Myanmar's healthcare system has been one of the worst-hit sectors in the aftermath of the military takeover, which saw the armed forces seize control of the country, triggering massive protests and causing the death of more than 700 of its people.

As a result, Myanmar's frontline health personnel are now finding themselves in a precarious situation, facing the dilemma of caring for sick people and obeying military orders that have placed the country under a brutal crackdown, The BBC reported Tuesday.

Myanmar's military officials detained State Counselor Aung San Suu Kyi and President Win Myint on Feb. 1 in the country's first coup since 1988, ending a decade of democratic governance.

The Suu Kyi-led National League for Democracy (NLD) had won a landslide in a general election in November, but coup leaders have claimed the election was marred by fraud.

Since then, thousands of physicians have joined Myanmar's civil disobedience campaign which has seen public workers and other government officials refusing to work under the new military rule.

"For as long as the military junta stays in power I won't return to work," Kyi (not his real name), a doctor in Mandalay who's been on strike for almost three months, said. "I do not want to recognize their authority in any way."

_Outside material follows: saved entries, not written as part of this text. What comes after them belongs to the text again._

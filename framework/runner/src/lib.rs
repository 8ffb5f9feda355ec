mod cli;
mod config;
mod engine_binary;
mod error;
mod executor;
mod init;
mod invocation;
mod label;
mod monitor;
mod output;
mod progress;
mod run;
mod stop;

pub mod prelude {
    pub use crate::cli::SwarmCli;
    pub use crate::config::{RunConfig, RunConfigBuilder};
    pub use crate::engine_binary::{engine_version, resolve_engine};
    pub use crate::error::{OrchestratorError, OrchestratorResult};
    pub use crate::executor::{ExecuteOptions, RunResult};
    pub use crate::init::init;
    pub use crate::invocation::{build_invocation, ArtifactSet, CommandSpec, METRICS_DIR_ENV};
    pub use crate::label::RunLabel;
    pub use crate::monitor::MonitorTarget;
    pub use crate::output::prepare_output_directory;
    pub use crate::run::{execute, run, Orchestrator};
}
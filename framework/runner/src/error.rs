use std::path::PathBuf;

/// Errors that stop a run before the load-generation engine produces a result.
///
/// A run where the engine starts and then exits with a non-zero code is not an error, see
/// [`crate::executor::RunResult::succeeded`].
#[derive(Debug, thiserror::Error)]
pub enum OrchestratorError {
    /// The run configuration was rejected before anything touched the filesystem.
    #[error("Invalid value for '{field}': {reason}")]
    InvalidConfig { field: &'static str, reason: String },

    /// The output directory could not be created or is not a directory.
    #[error("Output directory '{}' is unusable: {source}", path.display())]
    Filesystem {
        path: PathBuf,
        #[source]
        source: std::io::Error,
    },

    /// The load-generation engine executable could not be resolved.
    #[error("Load-generation engine '{engine}' not found: {reason}")]
    EngineNotFound { engine: String, reason: String },

    /// The engine was found but spawning or waiting on it failed.
    #[error("Failed to run load-generation engine '{engine}': {source}")]
    Launch {
        engine: String,
        #[source]
        source: std::io::Error,
    },
}

impl OrchestratorError {
    pub(crate) fn invalid(field: &'static str, reason: impl Into<String>) -> Self {
        OrchestratorError::InvalidConfig {
            field,
            reason: reason.into(),
        }
    }

    /// Process exit code the `swarm` binary uses for this error.
    ///
    /// Codes follow `sysexits.h` where one applies and the shell's `127` for a missing command, so
    /// they stay distinct from the engine's own failure code.
    pub fn exit_code(&self) -> i32 {
        match self {
            OrchestratorError::InvalidConfig { .. } => 64,
            OrchestratorError::Filesystem { .. } => 74,
            OrchestratorError::EngineNotFound { .. } => 127,
            OrchestratorError::Launch { .. } => 70,
        }
    }
}

/// Result type returned by the orchestrator operations.
pub type OrchestratorResult<T> = Result<T, OrchestratorError>;
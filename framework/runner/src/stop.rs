use std::sync::{Arc, Condvar, Mutex};
use std::time::Duration;

/// Tells helper threads that the engine process has exited.
#[derive(Debug, Clone, Default)]
pub(crate) struct StopHandle {
    state: Arc<(Mutex<bool>, Condvar)>,
}

impl StopHandle {
    pub(crate) fn stop(&self) {
        let (stopped, signal) = &*self.state;
        match stopped.lock() {
            Ok(mut stopped) => *stopped = true,
            Err(poisoned) => *poisoned.into_inner() = true,
        }
        signal.notify_all();
    }

    pub(crate) fn new_listener(&self) -> StopListener {
        StopListener {
            state: self.state.clone(),
        }
    }
}

#[derive(Debug, Clone)]
pub(crate) struct StopListener {
    state: Arc<(Mutex<bool>, Condvar)>,
}

impl StopListener {
    /// Point in time check of whether the stop signal has been sent.
    pub(crate) fn should_stop(&self) -> bool {
        let (stopped, _) = &*self.state;
        match stopped.lock() {
            Ok(stopped) => *stopped,
            Err(poisoned) => *poisoned.into_inner(),
        }
    }

    /// Sleep for up to `timeout`, returning early with `true` if the stop signal arrives.
    pub(crate) fn wait_for_stop(&self, timeout: Duration) -> bool {
        let (stopped, signal) = &*self.state;
        let guard = match stopped.lock() {
            Ok(guard) => guard,
            Err(poisoned) => poisoned.into_inner(),
        };
        match signal.wait_timeout_while(guard, timeout, |stopped| !*stopped) {
            Ok((stopped, _)) => *stopped,
            Err(poisoned) => *poisoned.into_inner().0,
        }
    }
}
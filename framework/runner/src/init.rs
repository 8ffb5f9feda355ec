use clap::Parser;

use crate::cli::SwarmCli;

/// Initialise logging and parse the CLI for the `swarm` binary.
///
/// Logs at `info` unless `RUST_LOG` says otherwise. Exits the process on invalid flags.
pub fn init() -> SwarmCli {
    if let Err(e) =
        env_logger::Builder::from_env(env_logger::Env::default().default_filter_or("info"))
            .try_init()
    {
        eprintln!("Logging was already initialised: {e}");
    }

    SwarmCli::parse()
}
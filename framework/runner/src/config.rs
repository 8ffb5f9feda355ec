//! The [`RunConfig`] describing one load-test run, and the [`RunConfigBuilder`] used to create it.

use std::path::{Path, PathBuf};
use std::time::Duration;

use url::Url;

use crate::error::{OrchestratorError, OrchestratorResult};
use crate::label::RunLabel;

pub const DEFAULT_TARGET_HOST: &str = "http://127.0.0.1:8000";
pub const DEFAULT_USER_COUNT: u32 = 5;
pub const DEFAULT_SPAWN_RATE: f64 = 1.0;
pub const DEFAULT_DURATION: Duration = Duration::from_secs(30);
pub const DEFAULT_OUTPUT_DIRECTORY: &str = "results";
pub const DEFAULT_ENGINE: &str = "locust";

/// Immutable description of a single load-test run.
///
/// Must be created with a [`RunConfigBuilder`], which validates the values, so a [`RunConfig`]
/// always holds a parseable host and positive load parameters.
#[derive(Debug, Clone, PartialEq)]
pub struct RunConfig {
    target_host: String,
    user_count: u32,
    spawn_rate: f64,
    duration: Duration,
    output_directory: PathBuf,
    run_label: RunLabel,
    engine: String,
    locustfile: Option<PathBuf>,
    html_report: bool,
}

impl RunConfig {
    /// Start from the defaults, suitable for a quick smoke run against a local development server.
    pub fn builder() -> RunConfigBuilder {
        RunConfigBuilder::default()
    }

    /// Base URL of the system under test, exactly as it was configured.
    pub fn target_host(&self) -> &str {
        &self.target_host
    }

    pub fn user_count(&self) -> u32 {
        self.user_count
    }

    pub fn spawn_rate(&self) -> f64 {
        self.spawn_rate
    }

    pub fn duration(&self) -> Duration {
        self.duration
    }

    pub fn output_directory(&self) -> &Path {
        &self.output_directory
    }

    pub fn run_label(&self) -> &RunLabel {
        &self.run_label
    }

    /// Name or path of the load-generation engine executable.
    pub fn engine(&self) -> &str {
        &self.engine
    }

    pub fn locustfile(&self) -> Option<&Path> {
        self.locustfile.as_deref()
    }

    /// Whether the engine is asked for an HTML report alongside the CSV files.
    pub fn html_report(&self) -> bool {
        self.html_report
    }

    /// Artifact path prefix shared by every file of this run, `<output_directory>/<run_label>`.
    pub fn artifact_prefix(&self) -> PathBuf {
        self.output_directory.join(self.run_label.as_str())
    }
}

/// Builds a [`RunConfig`], applying defaults for anything not set.
#[derive(Debug, Clone)]
pub struct RunConfigBuilder {
    target_host: String,
    user_count: u32,
    spawn_rate: f64,
    duration: Duration,
    output_directory: PathBuf,
    run_label: Option<RunLabel>,
    engine: String,
    locustfile: Option<PathBuf>,
    html_report: bool,
}

impl Default for RunConfigBuilder {
    fn default() -> Self {
        RunConfigBuilder {
            target_host: DEFAULT_TARGET_HOST.to_string(),
            user_count: DEFAULT_USER_COUNT,
            spawn_rate: DEFAULT_SPAWN_RATE,
            duration: DEFAULT_DURATION,
            output_directory: PathBuf::from(DEFAULT_OUTPUT_DIRECTORY),
            run_label: None,
            engine: DEFAULT_ENGINE.to_string(),
            locustfile: None,
            html_report: true,
        }
    }
}

impl RunConfigBuilder {
    pub fn with_target_host(mut self, host: impl Into<String>) -> Self {
        self.target_host = host.into();
        self
    }

    pub fn with_user_count(mut self, user_count: u32) -> Self {
        self.user_count = user_count;
        self
    }

    pub fn with_spawn_rate(mut self, spawn_rate: f64) -> Self {
        self.spawn_rate = spawn_rate;
        self
    }

    pub fn with_duration(mut self, duration: Duration) -> Self {
        self.duration = duration;
        self
    }

    pub fn with_output_directory(mut self, path: impl Into<PathBuf>) -> Self {
        self.output_directory = path.into();
        self
    }

    /// Use a fixed label instead of generating one from the clock when [`Self::build`] is called.
    pub fn with_run_label(mut self, label: RunLabel) -> Self {
        self.run_label = Some(label);
        self
    }

    pub fn with_engine(mut self, engine: impl Into<String>) -> Self {
        self.engine = engine.into();
        self
    }

    pub fn with_locustfile(mut self, path: impl Into<PathBuf>) -> Self {
        self.locustfile = Some(path.into());
        self
    }

    pub fn with_html_report(mut self, html_report: bool) -> Self {
        self.html_report = html_report;
        self
    }

    /// Validate the values and build a [`RunConfig`].
    ///
    /// The run label is generated here, once, if one was not provided.
    ///
    /// A spawn rate above the user count is passed through unchanged, the engine decides what to
    /// do with it.
    pub fn build(self) -> OrchestratorResult<RunConfig> {
        let target_host = self.target_host.trim().to_string();
        if target_host.is_empty() {
            return Err(OrchestratorError::invalid("host", "must not be empty"));
        }
        let url = Url::parse(&target_host).map_err(|e| {
            OrchestratorError::invalid("host", format!("'{target_host}' is not a valid URL: {e}"))
        })?;
        if !matches!(url.scheme(), "http" | "https") {
            return Err(OrchestratorError::invalid(
                "host",
                format!("'{target_host}' must use http or https"),
            ));
        }

        if self.user_count == 0 {
            return Err(OrchestratorError::invalid("users", "must be at least 1"));
        }

        if !self.spawn_rate.is_finite() || self.spawn_rate <= 0.0 {
            return Err(OrchestratorError::invalid(
                "spawn_rate",
                format!("{} is not a positive number", self.spawn_rate),
            ));
        }
        if self.spawn_rate > f64::from(self.user_count) {
            log::warn!(
                "Spawn rate {} is higher than the user count {}, all users will start within the first second",
                self.spawn_rate,
                self.user_count
            );
        }

        if self.duration.is_zero() {
            return Err(OrchestratorError::invalid("run_time", "must be greater than zero"));
        }

        if self.output_directory.as_os_str().is_empty() {
            return Err(OrchestratorError::invalid(
                "output_directory",
                "must not be empty",
            ));
        }

        if self.engine.trim().is_empty() {
            return Err(OrchestratorError::invalid("engine", "must not be empty"));
        }

        Ok(RunConfig {
            target_host,
            user_count: self.user_count,
            spawn_rate: self.spawn_rate,
            duration: self.duration,
            output_directory: self.output_directory,
            run_label: self.run_label.unwrap_or_else(RunLabel::now),
            engine: self.engine,
            locustfile: self.locustfile,
            html_report: self.html_report,
        })
    }
}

The Southeast Asian country's public healthcare system accounts for about 80% of all medical facilities, hospitals and clinics and provides huge amount of subsidy for the country's 54 million people.

Last week, leaders of the Association of Southeast Asian Nations pressed Myanmar's junta leader to immediately end the killings in the country and called on the military to release all political prisoners.

"It's a grim situation... the public health system is near collapse," Dr. Mitchell Sangma, who is on the frontlines for humanitarian group Medicins San Frontiers (MSF) in Myanmar's main city Yangon, said.

The coup's effects are also being felt when it comes to other infectious diseases. Doctors say the country's slow but steady progress over the past 20 years on deadly illnesses like HIV and tuberculosis is already being reversed.

"It's terrifying. It's really tragic to see all the advancements that Myanmar has made on the public health front disappear so quickly like this," BBC quoted Pavlo Kolovos, former Myanmar Head of Mission for MSF, as saying.